From here, your iPhone shows all names you’ve saved. You can scroll or use the search bar to find the person whose number you want to send.
4. Select the number to share
Tap the contact, then tap the specific phone number you want to share. This can be an email address, or even a postal address, and it’ll be placed into your message. AutoFill instantly inserts that information into the text field as plain text.
Now it’s ready to send just like any other message.
5. Send and you’re done
Once the number appears in your message, email, or note, hit Send or Done just like normal.
No typing, no switching apps, no copy and paste.
Bonus: Scan text with AutoFill
AutoFill also gives you a Scan Text option, which uses iPhone’s Live Text technology. That lets you aim your camera at printed text — like a business card or a poster — and drop that text straight into the message.
To use it:
- Tap AutoFill above the keyboard
- Tap Scan Text
- Point your camera at the printed number or text
- Select what you want
- Tap Insert

Live Text works everywhere you can type, making this great for grabbing phone numbers or emails you’d otherwise have to type by hand.
Why this feature might feel new
This trick slipped under the radar for many because it wasn’t marketed with flashy banners, and it lives in the text input UI that users don’t always explore. New iPhone adopters are likely to have missed it.

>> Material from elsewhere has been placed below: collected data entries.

//! Playlist domain type

use serde::{Deserialize, Serialize};
use uuid::Uuid;

/// A user playlist
///
/// Holds song ids in user-significant order; duplicates are allowed and
/// entries are never pruned automatically.
#[derive(Debug, Clone, PartialEq, Eq, Serialize, Deserialize)]
#[serde(rename_all = "camelCase")]
pub struct Playlist {
    /// Unique playlist identifier
    pub id: String,

    /// Playlist name
    pub name: String,

    /// Ordered song ids (duplicates allowed)
    #[serde(default)]
    pub song_ids: Vec<String>,
}

impl Playlist {
    /// Create a new empty playlist with a freshly generated id
    pub fn new(name: impl Into<String>) -> Self {
        Self {
            id: Uuid::new_v4().to_string(),
            name: name.into(),
            song_ids: Vec::new(),
        }
    }

    /// Create a playlist with a specific id (for loading from persistence)
    pub fn with_id(id: impl Into<String>, name: impl Into<String>, song_ids: Vec<String>) -> Self {
        Self {
            id: id.into(),
            name: name.into(),
            song_ids,
        }
    }
}

#[cfg(test)]
mod tests {
    use super::*;

    #[test]
    fn new_playlist_is_empty_with_unique_id() {
        let a = Playlist::new("Road Trip");
        let b = Playlist::new("Road Trip");

        assert!(a.song_ids.is_empty());
        assert_ne!(a.id, b.id);
    }

    #[test]
    fn duplicates_allowed() {
        let mut playlist = Playlist::new("Mix");
        playlist.song_ids.push("s1".to_string());
        playlist.song_ids.push("s1".to_string());
        assert_eq!(playlist.song_ids.len(), 2);
    }
}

Even though iPhones have had AutoFill for web forms for years, the expanded AutoFill menu in the keyboard which lets you get contacts, passwords, and scanned text anywhere you type, was introduced with iOS 17.
Because it lives in the keyboard UI instead of Settings or an app, many users miss that it’s there. Once you know it exists, you’ll wonder why you ever typed out numbers manually.